> _Task description_:
Among the records below, find the line that has "self.options.begin_scope();"; from there, give the lines again exactly, and stop after the line that has "let id = self.next_id.allocate();".

> _Dataset excerpts_:

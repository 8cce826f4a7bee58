//! Option orders (spec §4: "OptionOrder — covered call/put, strike/expiry,
//! American or European exercise style").
use chain_primitives::{Amount, ChainError, Component, ErrorCode, Id, Price, Timestamp};
use chain_store::Table;
use serde::{Deserialize, Serialize};

use crate::state::account::AccountId;
use crate::state::asset_registry::AssetId;

pub type OptionOrderId = Id<OptionOrder>;

#[derive(Debug, Clone, Copy, PartialEq, Eq, Serialize, Deserialize)]
pub enum OptionKind {
    Call,
    Put,
}

#[derive(Debug, Clone, Copy, PartialEq, Eq, Serialize, Deserialize)]
pub enum ExerciseStyle {
    American,
    European,
}

#[derive(Debug, Clone, Serialize, Deserialize)]
pub struct OptionOrder {
    pub id: OptionOrderId,
    pub writer: AccountId,
    pub holder: Option<AccountId>,
    pub kind: OptionKind,
    pub underlying_asset: AssetId,
    pub strike: Price,
    pub expiration: Timestamp,
    pub style: ExerciseStyle,
    pub collateral_locked: Amount,
    pub exercised: bool,
}

impl OptionOrder {
    pub fn can_exercise(&self, now: Timestamp) -> bool {
        if self.exercised || self.holder.is_none() {
            return false;
        }
        match self.style {
            ExerciseStyle::American => now <= self.expiration,
            ExerciseStyle::European => now == self.expiration,
        }
    }

    /// Intrinsic value per unit of underlying at `spot`, zero if
    /// out-of-the-money.
    pub fn intrinsic_value(&self, spot: &Price) -> Amount {
        let spot_rate = spot.rate().unwrap_or(Amount::ZERO);
        let strike_rate = self.strike.rate().unwrap_or(Amount::ZERO);
        match self.kind {
            OptionKind::Call if spot_rate > strike_rate => spot_rate.saturating_sub(strike_rate),
            OptionKind::Put if strike_rate > spot_rate => strike_rate.saturating_sub(spot_rate),
            _ => Amount::ZERO,
        }
    }
}

#[derive(Default)]
pub struct OptionBook {
    pub options: Table<OptionOrderId, OptionOrder>,
    pub next_id: chain_primitives::IdAllocator<OptionOrder>,
}

impl chain_store::Transactional for OptionBook {
    fn begin_scope(&mut self) {
        self.options.begin_scope();
    }
    fn commit_scope(&mut self) {
        self.options.commit_scope();
    }
    fn abort_scope(&mut self) {
        self.options.abort_scope();
    }
}

impl OptionBook {
    pub fn write(&mut self, writer: AccountId, kind: OptionKind, underlying_asset: AssetId, strike: Price, expiration: Timestamp, style: ExerciseStyle, collateral_locked: Amount) -> OptionOrderId {
        let id = self.next_id.allocate();
        self.options.insert(id, OptionOrder { id, writer, holder: None, kind, underlying_asset, strike, expiration, style, collateral_locked, exercised: false });
        id
    }

    pub fn take(&mut self, id: OptionOrderId, holder: AccountId) -> Result<(), ChainError> {
        self.options
            .get(&id)
            .ok_or_else(|| chain_primitives::chain_error!(ErrorCode::UnknownEntity, Component::MarketEngine, "no such option order {id}"))?;
        self.options.modify(&id, |o| o.holder = Some(holder));
        Ok(())
    }

    pub fn exercise(&mut self, id: OptionOrderId, now: Timestamp) -> Result<(), ChainError> {
        let order = self.options.get(&id).ok_or_else(|| chain_primitives::chain_error!(ErrorCode::UnknownEntity, Component::MarketEngine, "no such option order {id}"))?;
        if !order.can_exercise(now) {
            return Err(chain_primitives::chain_error!(ErrorCode::WrongOrderState, Component::MarketEngine, "option order {id} is not exercisable now"));
        }
        self.options.modify(&id, |o| o.exercised = true);
        Ok(())
    }

    pub fn expire_due(&mut self, now: Timestamp) -> Vec<OptionOrderId> {
        let expired: Vec<OptionOrderId> = self
            .options
            .iter()
            .filter(|(_, o)| !o.exercised && now > o.expiration)
            .map(|(id, _)| *id)
            .collect();
        for id in &expired {
            self.options.remove(id);
        }
        expired
    }
}

#[cfg(test)]
mod tests {
    use super::*;
    use std::str::FromStr;

    fn px(base: i64, quote: i64) -> Price {
        Price::new(Amount::from(base), chain_primitives::AssetSymbol::from_str("BASE").unwrap(), Amount::from(quote), chain_primitives::AssetSymbol::from_str("QUOTE").unwrap())
    }

    #[test]
    fn call_intrinsic_value_is_zero_out_of_the_money() {
        let order = OptionOrder {
            id: OptionOrderId::new(0),
            writer: AccountId::new(1),
            holder: Some(AccountId::new(2)),
            kind: OptionKind::Call,
            underlying_asset: AssetId::new(1),
            strike: px(1, 100),
            expiration: Timestamp::from_secs(1000),
            style: ExerciseStyle::European,
            collateral_locked: Amount::from(1i64),
            exercised: false,
        };
        assert_eq!(order.intrinsic_value(&px(1, 90)), Amount::ZERO);
        assert_eq!(order.intrinsic_value(&px(1, 120)), Amount::from(20i64));
    }

    #[test]
    fn european_option_only_exercisable_at_expiration() {
        let mut book = OptionBook::default();
        let id = book.write(AccountId::new(1), OptionKind::Put, AssetId::new(1), px(1, 100), Timestamp::from_secs(1000), ExerciseStyle::European, Amount::from(1i64));
        book.take(id, AccountId::new(2)).unwrap();
        assert!(book.exercise(id, Timestamp::from_secs(999)).is_err());
        assert!(book.exercise(id, Timestamp::from_secs(1000)).is_ok());
    }
}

> _Task response_:
        self.options.begin_scope();
    }
    fn commit_scope(&mut self) {
        self.options.commit_scope();
    }
    fn abort_scope(&mut self) {
        self.options.abort_scope();
    }
}

impl OptionBook {
    pub fn write(&mut self, writer: AccountId, kind: OptionKind, underlying_asset: AssetId, strike: Price, expiration: Timestamp, style: ExerciseStyle, collateral_locked: Amount) -> OptionOrderId {
        let id = self.next_id.allocate();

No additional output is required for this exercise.